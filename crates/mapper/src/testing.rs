//! Scripted pool used by unit tests: records statements, replays queued outcomes

use std::collections::VecDeque;
use std::sync::{Arc, Mutex};

use async_trait::async_trait;

use crate::backends::{DatabasePool, DatabaseValue, ResultRow, StatementOutcome};
use crate::error::{ModelError, OrmResult};

#[derive(Debug, Default)]
pub(crate) struct ScriptedPool {
    responses: Mutex<VecDeque<OrmResult<StatementOutcome>>>,
    statements: Mutex<Vec<(String, Vec<DatabaseValue>)>>,
}

impl ScriptedPool {
    pub(crate) fn new() -> Arc<Self> {
        Arc::new(Self::default())
    }

    pub(crate) fn respond(&self, outcome: StatementOutcome) -> &Self {
        self.responses.lock().unwrap().push_back(Ok(outcome));
        self
    }

    pub(crate) fn respond_rows(&self, rows: Vec<ResultRow>) -> &Self {
        self.respond(StatementOutcome::with_rows(rows))
    }

    pub(crate) fn fail(&self, error: ModelError) -> &Self {
        self.responses.lock().unwrap().push_back(Err(error));
        self
    }

    pub(crate) fn deadlock(&self) -> &Self {
        self.fail(ModelError::TransientConflict(
            "Deadlock found when trying to get lock; try restarting transaction".to_string(),
        ))
    }

    pub(crate) fn statements(&self) -> Vec<(String, Vec<DatabaseValue>)> {
        self.statements.lock().unwrap().clone()
    }

    pub(crate) fn attempts(&self) -> usize {
        self.statements.lock().unwrap().len()
    }
}

#[async_trait]
impl DatabasePool for ScriptedPool {
    async fn execute(&self, sql: &str, params: &[DatabaseValue]) -> OrmResult<StatementOutcome> {
        self.statements
            .lock()
            .unwrap()
            .push((sql.to_string(), params.to_vec()));
        self.responses
            .lock()
            .unwrap()
            .pop_front()
            .unwrap_or_else(|| Ok(StatementOutcome::default()))
    }
}
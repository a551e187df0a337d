//! English-centric naming helpers used to derive aliases, keys and table names

/// Simple pluralization
pub fn pluralize(name: &str) -> String {
    if name.ends_with('y')
        && !["ay", "ey", "iy", "oy", "uy"].iter().any(|suffix| name.ends_with(suffix))
    {
        format!("{}ies", &name[..name.len() - 1])
    } else if name.ends_with('s')
        || name.ends_with("sh")
        || name.ends_with("ch")
        || name.ends_with('x')
        || name.ends_with('z')
    {
        format!("{}es", name)
    } else {
        format!("{}s", name)
    }
}

/// Simple singularization
pub fn singularize(name: &str) -> String {
    if name.ends_with("ies") && name.len() > 3 {
        format!("{}y", &name[..name.len() - 3])
    } else if ["sses", "ches", "shes", "xes", "zes"].iter().any(|suffix| name.ends_with(suffix)) {
        name[..name.len() - 2].to_string()
    } else if name.ends_with('s') && !name.ends_with("ss") && name.len() > 1 {
        name[..name.len() - 1].to_string()
    } else {
        name.to_string()
    }
}

/// `<model>_<key>` in lowercase, the default name of a key referencing `model`
pub fn foreign_key_for(model_name: &str, primary_key: &str) -> String {
    format!("{}_{}", model_name, primary_key).to_lowercase()
}

#[cfg(test)]
mod tests {
    use super::*;

    #[test]
    fn test_pluralization() {
        assert_eq!(pluralize("user"), "users");
        assert_eq!(pluralize("post"), "posts");
        assert_eq!(pluralize("category"), "categories");
        assert_eq!(pluralize("day"), "days");
        assert_eq!(pluralize("box"), "boxes");
        assert_eq!(pluralize("class"), "classes");
    }

    #[test]
    fn test_singularization() {
        assert_eq!(singularize("users"), "user");
        assert_eq!(singularize("categories"), "category");
        assert_eq!(singularize("boxes"), "box");
        assert_eq!(singularize("classes"), "class");
        assert_eq!(singularize("class"), "class");
        assert_eq!(singularize("user"), "user");
    }

    #[test]
    fn test_foreign_key_for() {
        assert_eq!(foreign_key_for("User", "id"), "user_id");
        assert_eq!(foreign_key_for("PostTag", "ID"), "posttag_id");
    }
}
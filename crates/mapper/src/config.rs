//! Mapper configuration
//!
//! Pagination bounds, the deadlock retry cap and the default date storage
//! representation. Passed explicitly to `Mapper::new`; there is no global.

use std::env;
use std::str::FromStr;

use serde::{Deserialize, Serialize};

use crate::error::{ModelError, ModelResult};
use crate::model::DateStorage;

/// Default values for mapper configuration
pub struct MapperDefaults;

impl MapperDefaults {
    pub const DEFAULT_LIMIT: i64 = 50;
    pub const MAX_LIMIT: i64 = 200;
    pub const MAX_CONFLICT_RETRIES: u32 = 3;
}

/// Runtime configuration shared by every model mapper
#[derive(Debug, Clone, PartialEq, Serialize, Deserialize)]
pub struct MapperConfig {
    /// Limit applied when a collection query asks for none
    pub default_limit: i64,
    /// Upper bound for any requested limit
    pub max_limit: i64,
    /// Additional attempts after a transient conflict
    pub max_conflict_retries: u32,
    /// Storage representation for date attributes that declare none
    pub date_storage: DateStorage,
}

impl Default for MapperConfig {
    fn default() -> Self {
        Self {
            default_limit: MapperDefaults::DEFAULT_LIMIT,
            max_limit: MapperDefaults::MAX_LIMIT,
            max_conflict_retries: MapperDefaults::MAX_CONFLICT_RETRIES,
            date_storage: DateStorage::Epoch,
        }
    }
}

impl MapperConfig {
    /// Set the maximum limit
    pub fn with_max_limit(mut self, max_limit: i64) -> Self {
        self.max_limit = max_limit;
        self
    }

    /// Set the default limit
    pub fn with_default_limit(mut self, default_limit: i64) -> Self {
        self.default_limit = default_limit;
        self
    }

    /// Set the retry cap for transient conflicts
    pub fn with_max_conflict_retries(mut self, retries: u32) -> Self {
        self.max_conflict_retries = retries;
        self
    }

    /// Set the default date storage representation
    pub fn with_date_storage(mut self, storage: DateStorage) -> Self {
        self.date_storage = storage;
        self
    }

    pub fn validate(&self) -> ModelResult<()> {
        if self.max_limit <= 0 {
            return Err(ModelError::Configuration(
                "Maximum limit must be greater than 0".to_string(),
            ));
        }

        if self.default_limit <= 0 {
            return Err(ModelError::Configuration(
                "Default limit must be greater than 0".to_string(),
            ));
        }

        if self.default_limit > self.max_limit {
            return Err(ModelError::Configuration(format!(
                "Default limit {} exceeds maximum limit {}",
                self.default_limit, self.max_limit
            )));
        }

        Ok(())
    }

    /// Load configuration from `MAPPER_*` environment variables
    pub fn from_env() -> ModelResult<Self> {
        let config = Self {
            default_limit: env_or("MAPPER_DEFAULT_LIMIT", MapperDefaults::DEFAULT_LIMIT)?,
            max_limit: env_or("MAPPER_MAX_LIMIT", MapperDefaults::MAX_LIMIT)?,
            max_conflict_retries: env_or(
                "MAPPER_CONFLICT_RETRIES",
                MapperDefaults::MAX_CONFLICT_RETRIES,
            )?,
            date_storage: env_or("MAPPER_DATE_STORAGE", DateStorage::Epoch)?,
        };
        config.validate()?;
        Ok(config)
    }
}

fn env_or<T: FromStr>(key: &str, default: T) -> ModelResult<T> {
    match env::var(key) {
        Ok(raw) => raw.trim().parse::<T>().map_err(|_| {
            ModelError::Configuration(format!("Invalid value '{}' for {}", raw, key))
        }),
        Err(_) => Ok(default),
    }
}

#[cfg(test)]
mod tests {
    use super::*;

    #[test]
    fn test_default_config_is_valid() {
        let config = MapperConfig::default();
        assert_eq!(config.default_limit, 50);
        assert_eq!(config.max_limit, 200);
        assert_eq!(config.max_conflict_retries, 3);
        assert!(config.validate().is_ok());
    }

    #[test]
    fn test_default_limit_above_max_is_rejected() {
        let config = MapperConfig::default().with_default_limit(500);
        assert!(matches!(config.validate(), Err(ModelError::Configuration(_))));
    }

    #[test]
    fn test_from_env_reads_overrides() {
        env::set_var("MAPPER_MAX_LIMIT", "75");
        env::set_var("MAPPER_DATE_STORAGE", "timestamp");
        let config = MapperConfig::from_env().unwrap();
        env::remove_var("MAPPER_MAX_LIMIT");
        env::remove_var("MAPPER_DATE_STORAGE");

        assert_eq!(config.max_limit, 75);
        assert_eq!(config.date_storage, DateStorage::Timestamp);
    }
}
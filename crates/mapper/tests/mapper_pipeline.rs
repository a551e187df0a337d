use std::collections::VecDeque;
use std::sync::{Arc, Mutex};

use async_trait::async_trait;
use elif_mapper::{
    AttributeDefinition, AttributeType, BelongsToOptions, DatabasePool, DatabaseValue,
    HasManyOptions, ManyToManyOptions, Mapper, MapperConfig, Model, ModelDefinition, ModelError,
    OrmResult, QueryDescriptor, ResultRow, Schema, StatementOutcome,
};
use serde::{Deserialize, Serialize};
use serde_json::json;

/// Pool that records statements and replays queued outcomes
#[derive(Default)]
struct RecordingPool {
    responses: Mutex<VecDeque<OrmResult<StatementOutcome>>>,
    statements: Mutex<Vec<(String, Vec<DatabaseValue>)>>,
}

impl RecordingPool {
    fn queue(&self, outcome: OrmResult<StatementOutcome>) -> &Self {
        self.responses.lock().unwrap().push_back(outcome);
        self
    }

    fn rows(&self, rows: Vec<ResultRow>) -> &Self {
        self.queue(Ok(StatementOutcome::with_rows(rows)))
    }

    fn sql(&self, index: usize) -> String {
        self.statements.lock().unwrap()[index].0.clone()
    }

    fn params(&self, index: usize) -> Vec<DatabaseValue> {
        self.statements.lock().unwrap()[index].1.clone()
    }

    fn count(&self) -> usize {
        self.statements.lock().unwrap().len()
    }
}

#[async_trait]
impl DatabasePool for RecordingPool {
    async fn execute(&self, sql: &str, params: &[DatabaseValue]) -> OrmResult<StatementOutcome> {
        self.statements
            .lock()
            .unwrap()
            .push((sql.to_string(), params.to_vec()));
        self.responses
            .lock()
            .unwrap()
            .pop_front()
            .unwrap_or_else(|| Ok(StatementOutcome::default()))
    }
}

#[derive(Debug, Clone, PartialEq, Serialize, Deserialize)]
struct User {
    id: Option<i64>,
    fullname: String,
    #[serde(default)]
    active: bool,
}

impl Model for User {
    fn definition() -> ModelDefinition {
        ModelDefinition::new("User")
            .table("users")
            .attr("id", AttributeType::Number)
            .attribute(AttributeDefinition::new("fullname", AttributeType::String).column("name"))
            .attr("active", AttributeType::Boolean)
    }
}

fn init_tracing() {
    let _ = tracing_subscriber::fmt()
        .with_env_filter(tracing_subscriber::EnvFilter::from_default_env())
        .with_test_writer()
        .try_init();
}

fn setup(config: MapperConfig) -> (Arc<RecordingPool>, Mapper) {
    init_tracing();
    let mut builder = Schema::builder();
    builder.register_model::<User>().unwrap();
    builder
        .register(
            ModelDefinition::new("Post")
                .table("posts")
                .attr("id", AttributeType::Number)
                .attr("title", AttributeType::String)
                .attr("user_id", AttributeType::Number),
        )
        .unwrap()
        .register(
            ModelDefinition::new("Tag")
                .table("tags")
                .attr("id", AttributeType::Number)
                .attr("label", AttributeType::String),
        )
        .unwrap()
        .has_many("User", "Post", HasManyOptions::new("user_id"))
        .unwrap()
        .belongs_to("Post", "User", BelongsToOptions::new("user_id").alias("author"))
        .unwrap()
        .many_to_many("Post", "Tag", ManyToManyOptions::new())
        .unwrap();

    let pool = Arc::new(RecordingPool::default());
    let mapper = Mapper::new(Arc::new(builder.build()), pool.clone(), config).unwrap();
    (pool, mapper)
}

#[tokio::test]
async fn typed_model_persists_and_reads_back() {
    let (pool, mapper) = setup(MapperConfig::default());
    pool.queue(Ok(StatementOutcome::inserted(9)))
        .rows(vec![ResultRow::new()
            .with("id", 9i64)
            .with("name", "alex")
            .with("active", 1i64)]);
    let users = mapper.for_model::<User>().unwrap();

    let user = User { id: None, fullname: "alex".to_string(), active: true };
    let mut instance = user.to_instance(Arc::clone(users.definition())).unwrap();
    users.persist(&mut instance).await.unwrap();

    assert_eq!(pool.sql(0), "INSERT INTO `users` (`name`, `active`) VALUES (?, ?)");
    assert_eq!(pool.params(0), vec![DatabaseValue::from("alex"), DatabaseValue::Int64(1)]);

    let found: User = users.find_model(9).await.unwrap();
    assert_eq!(found, User { id: Some(9), fullname: "alex".to_string(), active: true });
}

#[tokio::test]
async fn false_boolean_filter_matches_null_storage() {
    let (_pool, mapper) = setup(MapperConfig::default());
    let statement = mapper
        .model("User")
        .unwrap()
        .compile_query(QueryDescriptor::from_json(json!({"active": false})).unwrap())
        .unwrap();

    assert_eq!(
        statement.sql,
        "SELECT `users`.* FROM `users` WHERE `users`.`active` IS NULL LIMIT 50 OFFSET 0"
    );
    assert!(statement.params.is_empty());
}

#[tokio::test]
async fn relation_key_filter_joins_the_related_table() {
    let (pool, mapper) = setup(MapperConfig::default());
    pool.rows(vec![ResultRow::new().with("total", 1i64)])
        .rows(vec![ResultRow::new().with("id", 7i64).with("name", "alex")]);

    let page = mapper
        .model("User")
        .unwrap()
        .run_query(json!({"where": {"posts": 3}}))
        .await
        .unwrap();

    assert_eq!(page.total, 1);
    assert_eq!(page.data.len(), 1);
    assert_eq!(
        pool.sql(0),
        "SELECT COUNT(DISTINCT `users`.`id`) AS `total` FROM `users` \
         INNER JOIN `posts` ON `posts`.`user_id` = `users`.`id` WHERE `posts`.`id` = ?"
    );
    assert!(pool.sql(1).starts_with(
        "SELECT `users`.* FROM `users` INNER JOIN `posts` ON `posts`.`user_id` = `users`.`id`"
    ));
}

#[tokio::test]
async fn nested_include_builds_parent_with_both_relations() {
    let (pool, mapper) = setup(MapperConfig::default());
    let row = |tag: i64, label: &str| {
        ResultRow::new()
            .with("posts_id", 1i64)
            .with("posts_title", "hello")
            .with("posts_user_id", 7i64)
            .with("author_id", 7i64)
            .with("author_name", "alex")
            .with("author__fk", 7i64)
            .with("tags_id", tag)
            .with("tags_label", label)
            .with("tags__fk", 1i64)
    };
    pool.rows(vec![ResultRow::new().with("total", 1i64)])
        .rows(vec![row(1, "rust"), row(2, "sql")]);

    let page = mapper
        .model("Post")
        .unwrap()
        .all(QueryDescriptor::new().include("author").include("tags"))
        .await
        .unwrap();

    assert_eq!(page.data.len(), 1);
    let post = &page.data[0];
    let author = post.relation("author").unwrap();
    assert_eq!(author.len(), 1);
    assert_eq!(author[0].get("fullname"), Some(&DatabaseValue::from("alex")));
    assert_eq!(post.relation("tags").unwrap().len(), 2);

    let sql = pool.sql(1);
    assert!(sql.contains("LEFT JOIN `users` AS `author` ON `author`.`id` = `posts`.`user_id`"));
    assert!(sql.contains(
        "LEFT JOIN `post_tag` AS `tags_through` ON `tags_through`.`post_id` = `posts`.`id`"
    ));
    assert!(sql.contains("INNER JOIN (SELECT DISTINCT `posts`.`id` FROM `posts` LIMIT 50 OFFSET 0)"));
    assert!(sql.contains("LEFT JOIN `tags` ON `tags`.`id` = `tags_through`.`tag_id`"));
}

#[tokio::test]
async fn deadlocks_past_the_cap_surface_to_the_caller() {
    let (pool, mapper) = setup(MapperConfig::default().with_max_conflict_retries(1));
    for _ in 0..3 {
        pool.queue(Err(ModelError::Database(
            "1213 (40001): Deadlock found when trying to get lock".to_string(),
        )));
    }

    let err = mapper.model("User").unwrap().find(1).await.unwrap_err();
    assert!(matches!(err, ModelError::Database(_)));
    assert_eq!(pool.count(), 2);
}

#[tokio::test]
async fn unknown_include_alias_is_ignored() {
    let (_pool, mapper) = setup(MapperConfig::default());
    let statement = mapper
        .model("User")
        .unwrap()
        .compile_query(QueryDescriptor::new().include("nonexistent"))
        .unwrap();
    assert!(!statement.sql.contains("JOIN"));
}

#[test]
fn invalid_config_is_rejected() {
    let mut builder = Schema::builder();
    builder.register_model::<User>().unwrap();
    let config = MapperConfig::default().with_default_limit(500);
    let result = Mapper::new(
        Arc::new(builder.build()),
        Arc::new(RecordingPool::default()),
        config,
    );
    assert!(matches!(result, Err(ModelError::Configuration(_))));
}
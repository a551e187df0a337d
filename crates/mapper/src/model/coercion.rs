//! Value coercion between domain values and stored representations

use chrono::{DateTime, NaiveDate, NaiveDateTime, SecondsFormat, TimeZone, Utc};

use super::definition::{AttributeDefinition, AttributeType, DateStorage, ModelDefinition};
use crate::backends::DatabaseValue;

/// Parse a textual date: RFC 3339, `YYYY-MM-DD HH:MM:SS` (UTC) or `YYYY-MM-DD`
pub fn parse_date(text: &str) -> Option<DateTime<Utc>> {
    let text = text.trim();
    if let Ok(dt) = DateTime::parse_from_rfc3339(text) {
        return Some(dt.with_timezone(&Utc));
    }
    for format in ["%Y-%m-%d %H:%M:%S", "%Y-%m-%d %H:%M:%S%.f", "%Y-%m-%dT%H:%M:%S"] {
        if let Ok(naive) = NaiveDateTime::parse_from_str(text, format) {
            return Some(Utc.from_utc_datetime(&naive));
        }
    }
    NaiveDate::parse_from_str(text, "%Y-%m-%d")
        .ok()
        .and_then(|date| date.and_hms_opt(0, 0, 0))
        .map(|naive| Utc.from_utc_datetime(&naive))
}

fn from_epoch_seconds(seconds: f64) -> Option<DateTime<Utc>> {
    let whole = seconds.floor();
    let nanos = ((seconds - whole) * 1_000_000_000.0) as u32;
    Utc.timestamp_opt(whole as i64, nanos).single()
}

/// Interpret a value as a date: numbers are epoch seconds, text is parsed
pub fn to_datetime(value: &DatabaseValue) -> Option<DateTime<Utc>> {
    match value {
        DatabaseValue::DateTime(dt) => Some(*dt),
        DatabaseValue::Date(d) => d.and_hms_opt(0, 0, 0).map(|n| Utc.from_utc_datetime(&n)),
        DatabaseValue::Int64(secs) => from_epoch_seconds(*secs as f64),
        DatabaseValue::Float64(secs) => from_epoch_seconds(*secs),
        DatabaseValue::String(s) => match s.trim().parse::<f64>() {
            Ok(secs) if secs.is_finite() => from_epoch_seconds(secs),
            _ => parse_date(s),
        },
        _ => None,
    }
}

/// Normalize a value being set on an attribute (construction and assignment)
pub fn normalize_input(attribute: &AttributeDefinition, value: DatabaseValue) -> DatabaseValue {
    if attribute.attribute_type != AttributeType::Date {
        return value;
    }
    match value {
        DatabaseValue::DateTime(_) | DatabaseValue::Null => value,
        other => to_datetime(&other).map(DatabaseValue::DateTime).unwrap_or(other),
    }
}

/// Render a date according to a column representation
pub fn render_date(dt: &DateTime<Utc>, storage: DateStorage) -> DatabaseValue {
    match storage {
        DateStorage::Datetime => {
            DatabaseValue::String(dt.to_rfc3339_opts(SecondsFormat::Millis, true))
        }
        DateStorage::Timestamp => DatabaseValue::String(dt.format("%Y-%m-%d %H:%M:%S").to_string()),
        DateStorage::Epoch => DatabaseValue::Int64(dt.timestamp()),
    }
}

/// Coerce a write value to its stored representation.
///
/// `None` stands for an unset value and is dropped from the statement, which
/// is different from `Some(DatabaseValue::Null)`.
pub fn to_storage(
    model: &ModelDefinition,
    attribute: Option<&AttributeDefinition>,
    value: Option<DatabaseValue>,
    default_storage: DateStorage,
) -> Option<DatabaseValue> {
    let value = value?;

    if let Some(attribute) = attribute {
        if let Some(formatter) = &attribute.formatter {
            return Some(formatter(&value, model));
        }
        if attribute.attribute_type == AttributeType::Date {
            let storage = attribute.date_storage.unwrap_or(default_storage);
            return Some(match to_datetime(&value) {
                Some(dt) => render_date(&dt, storage),
                None => value,
            });
        }
    }

    Some(match value {
        DatabaseValue::Json(json) => DatabaseValue::String(json.to_string()),
        DatabaseValue::Bool(true) => DatabaseValue::Int64(1),
        DatabaseValue::Bool(false) => DatabaseValue::Null,
        other => other,
    })
}

/// Coerce a stored value back to the attribute's domain type
pub fn from_storage(attribute: &AttributeDefinition, value: DatabaseValue) -> DatabaseValue {
    match attribute.attribute_type {
        AttributeType::Boolean => DatabaseValue::Bool(value.is_truthy()),
        AttributeType::Date => match value {
            DatabaseValue::Null => DatabaseValue::Null,
            other => to_datetime(&other).map(DatabaseValue::DateTime).unwrap_or(other),
        },
        AttributeType::Json => match value {
            DatabaseValue::String(text) => match serde_json::from_str(&text) {
                Ok(json) => DatabaseValue::Json(json),
                Err(_) => DatabaseValue::String(text),
            },
            other => other,
        },
        AttributeType::String | AttributeType::Number => value,
    }
}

Exercise objective >>
Please give the number of lines above that contain the string "categories", and nothing more.

Written reply >>
2